------ Data extract

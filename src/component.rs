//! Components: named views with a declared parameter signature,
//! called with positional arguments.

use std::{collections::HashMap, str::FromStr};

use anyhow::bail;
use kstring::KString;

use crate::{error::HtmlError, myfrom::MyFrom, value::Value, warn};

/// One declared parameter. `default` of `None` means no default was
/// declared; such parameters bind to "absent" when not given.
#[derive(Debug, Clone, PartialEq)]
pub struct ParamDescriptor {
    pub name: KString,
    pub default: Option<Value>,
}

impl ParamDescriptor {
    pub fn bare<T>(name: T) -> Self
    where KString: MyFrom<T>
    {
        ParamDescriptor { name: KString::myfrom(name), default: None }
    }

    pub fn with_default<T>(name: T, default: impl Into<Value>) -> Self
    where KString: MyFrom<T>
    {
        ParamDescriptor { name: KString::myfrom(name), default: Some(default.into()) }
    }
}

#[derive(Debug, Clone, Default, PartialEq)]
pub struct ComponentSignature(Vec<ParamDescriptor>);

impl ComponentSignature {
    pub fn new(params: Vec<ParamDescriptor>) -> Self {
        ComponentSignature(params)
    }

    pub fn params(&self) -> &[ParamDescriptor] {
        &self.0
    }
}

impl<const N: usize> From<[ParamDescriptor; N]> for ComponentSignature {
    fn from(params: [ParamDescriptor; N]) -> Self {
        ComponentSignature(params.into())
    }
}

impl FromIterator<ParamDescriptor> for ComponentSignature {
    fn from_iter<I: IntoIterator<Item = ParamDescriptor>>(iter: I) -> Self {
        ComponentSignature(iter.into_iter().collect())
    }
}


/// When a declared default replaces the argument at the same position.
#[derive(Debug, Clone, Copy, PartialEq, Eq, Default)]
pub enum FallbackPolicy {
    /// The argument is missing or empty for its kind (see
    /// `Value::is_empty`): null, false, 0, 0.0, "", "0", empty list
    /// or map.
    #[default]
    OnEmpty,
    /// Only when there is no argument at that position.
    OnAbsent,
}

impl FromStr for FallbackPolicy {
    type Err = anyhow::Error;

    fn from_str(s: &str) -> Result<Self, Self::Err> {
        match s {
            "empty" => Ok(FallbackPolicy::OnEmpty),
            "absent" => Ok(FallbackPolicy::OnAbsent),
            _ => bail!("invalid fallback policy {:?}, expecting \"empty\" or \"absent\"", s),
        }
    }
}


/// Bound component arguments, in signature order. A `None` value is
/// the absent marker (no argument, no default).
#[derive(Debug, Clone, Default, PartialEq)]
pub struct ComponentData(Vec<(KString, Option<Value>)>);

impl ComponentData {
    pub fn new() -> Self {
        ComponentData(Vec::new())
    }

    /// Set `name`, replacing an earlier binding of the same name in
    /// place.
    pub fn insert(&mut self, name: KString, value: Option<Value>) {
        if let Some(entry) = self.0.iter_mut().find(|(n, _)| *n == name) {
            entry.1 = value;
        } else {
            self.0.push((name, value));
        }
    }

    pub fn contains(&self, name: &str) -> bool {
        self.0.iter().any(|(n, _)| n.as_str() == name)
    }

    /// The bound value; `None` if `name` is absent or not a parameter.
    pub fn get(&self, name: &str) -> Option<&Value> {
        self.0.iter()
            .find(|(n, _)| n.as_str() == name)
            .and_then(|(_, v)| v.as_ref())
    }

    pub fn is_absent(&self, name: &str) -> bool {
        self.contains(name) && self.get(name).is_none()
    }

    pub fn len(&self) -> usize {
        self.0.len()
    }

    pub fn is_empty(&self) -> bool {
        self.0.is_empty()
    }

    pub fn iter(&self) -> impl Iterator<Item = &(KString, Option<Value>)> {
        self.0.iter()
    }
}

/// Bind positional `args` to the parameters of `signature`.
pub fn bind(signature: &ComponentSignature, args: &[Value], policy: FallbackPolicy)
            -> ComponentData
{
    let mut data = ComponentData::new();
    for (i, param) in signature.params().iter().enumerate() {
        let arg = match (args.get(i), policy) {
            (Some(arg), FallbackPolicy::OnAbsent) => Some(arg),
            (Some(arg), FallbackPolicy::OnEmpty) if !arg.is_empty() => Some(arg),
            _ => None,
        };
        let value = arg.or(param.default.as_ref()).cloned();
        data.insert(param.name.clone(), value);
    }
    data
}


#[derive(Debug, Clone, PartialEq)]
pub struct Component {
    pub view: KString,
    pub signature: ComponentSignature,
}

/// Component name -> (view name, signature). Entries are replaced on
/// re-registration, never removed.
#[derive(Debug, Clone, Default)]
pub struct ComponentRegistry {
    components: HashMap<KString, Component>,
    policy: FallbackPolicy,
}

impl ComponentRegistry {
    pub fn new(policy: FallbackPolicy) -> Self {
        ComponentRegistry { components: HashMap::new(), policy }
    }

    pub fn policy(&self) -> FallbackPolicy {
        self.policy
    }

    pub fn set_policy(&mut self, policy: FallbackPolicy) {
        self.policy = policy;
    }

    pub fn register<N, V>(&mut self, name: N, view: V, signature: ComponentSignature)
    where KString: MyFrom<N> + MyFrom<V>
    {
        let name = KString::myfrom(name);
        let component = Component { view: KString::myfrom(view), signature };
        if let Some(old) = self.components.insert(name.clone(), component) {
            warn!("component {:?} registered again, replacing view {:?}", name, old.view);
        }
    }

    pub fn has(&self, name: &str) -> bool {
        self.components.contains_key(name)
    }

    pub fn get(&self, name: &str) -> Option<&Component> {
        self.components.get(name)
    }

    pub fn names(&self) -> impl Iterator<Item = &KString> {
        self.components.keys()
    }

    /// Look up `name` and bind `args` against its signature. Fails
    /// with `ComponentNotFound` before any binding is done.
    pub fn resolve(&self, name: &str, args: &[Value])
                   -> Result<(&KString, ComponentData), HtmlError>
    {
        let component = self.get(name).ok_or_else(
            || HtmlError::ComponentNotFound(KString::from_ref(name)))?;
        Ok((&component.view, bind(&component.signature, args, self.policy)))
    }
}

------------

- **About this task**: Go through the entries above, and wherever a line holds the word "parameters", copy that line.

- **Solution**:
/// declared; such parameters bind to "absent" when not given.
/// Bind positional `args` to the parameters of `signature`.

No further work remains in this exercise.